Animating Heavy Objects

Animate heavy objects in a more realistic manner

The Blend.

Become a better Blender artist in 5 minutes each week.

By Samuel Sullins

The Blend

My big project this week was a building implosion.

The goal was to

  • Make a realistic final render

  • Do it as easily as possible

My final render turned out pretty well. It’s a low-quality render though (I didn’t want to wait forever) and it has a major glitch halfway through.

Other than that it’s great.

As for doing it easily—it wasn’t. The final technique was easy enough, but it took a lot of tests to work that out. I learned a ton of new things in this project.

Animating the movement of the building was a big one.

(If you want to destroy your own building, here’s the tutorial ↓)

Today’s Technique

When something massive and heavy (like a building) starts falling, it doesn’t look the same as something smaller.

Since it’s huge, it looks almost like it’s falling in slow motion.

It starts moving so slowly, you can barely tell it’s moving…then it speeds up, faster and faster…then it’s gone.

In my original tests, I tried actually fracturing the building object and simulating the collapse with physics, but that became too difficult. It gave me the realistic motion for free, but was too hard to work with and didn’t look real enough.

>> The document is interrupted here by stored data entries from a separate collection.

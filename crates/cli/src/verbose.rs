// SPDX-License-Identifier: MIT
// Copyright (c) 2026 Alfred Jean LLC

//! Verbose output logger for diagnostic information.
//!
//! Writes diagnostic output to stderr. Enabled with `--verbose`
//! or `OCCURS_DEBUG=1`.

use std::time::Duration;

/// Environment variable that enables verbose output.
pub const DEBUG_ENV: &str = "OCCURS_DEBUG";

/// Verbose output logger. Writes to stderr when enabled.
/// All output is conditional on verbose mode being enabled.
pub struct VerboseLogger {
    enabled: bool,
}

impl VerboseLogger {
    pub fn new(enabled: bool) -> Self {
        Self { enabled }
    }

    /// Enabled by `flag` or by `OCCURS_DEBUG` set to anything but `0` or empty.
    pub fn from_flag_or_env(flag: bool) -> Self {
        let env = std::env::var(DEBUG_ENV).ok();
        Self::new(flag || env_enables(env.as_deref()))
    }

    pub fn is_enabled(&self) -> bool {
        self.enabled
    }

    /// Print a verbose line to stderr (indented as content under a section).
    pub fn log(&self, msg: &str) {
        if self.enabled {
            eprintln!("  {}", msg);
        }
    }

    /// Print a verbose section header.
    pub fn section(&self, title: &str) {
        if self.enabled {
            eprintln!("\n{}:", title);
        }
    }

    /// Print a labeled duration in milliseconds.
    pub fn timing(&self, label: &str, elapsed: Duration) {
        self.log(&format_timing(label, elapsed));
    }
}

fn env_enables(value: Option<&str>) -> bool {
    matches!(value, Some(v) if !v.is_empty() && v != "0")
}

fn format_timing(label: &str, elapsed: Duration) -> String {
    format!("{}: {:.1}ms", label, elapsed.as_secs_f64() * 1000.0)
}

#[cfg(test)]
#[path = "verbose_tests.rs"]
mod tests;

Animating it by hand was far simpler.

The key is to have it start slow, really slow, and then speed up faster and faster. Don’t ever let it get too fast, though. Let it have that huge, slow-motion feel.

Samuel’s Selections

Extra Tip

Make sure you have a clear idea of what it is you want to create. If you don't you’ll have to try to fix major things halfway through, and that’s not fun.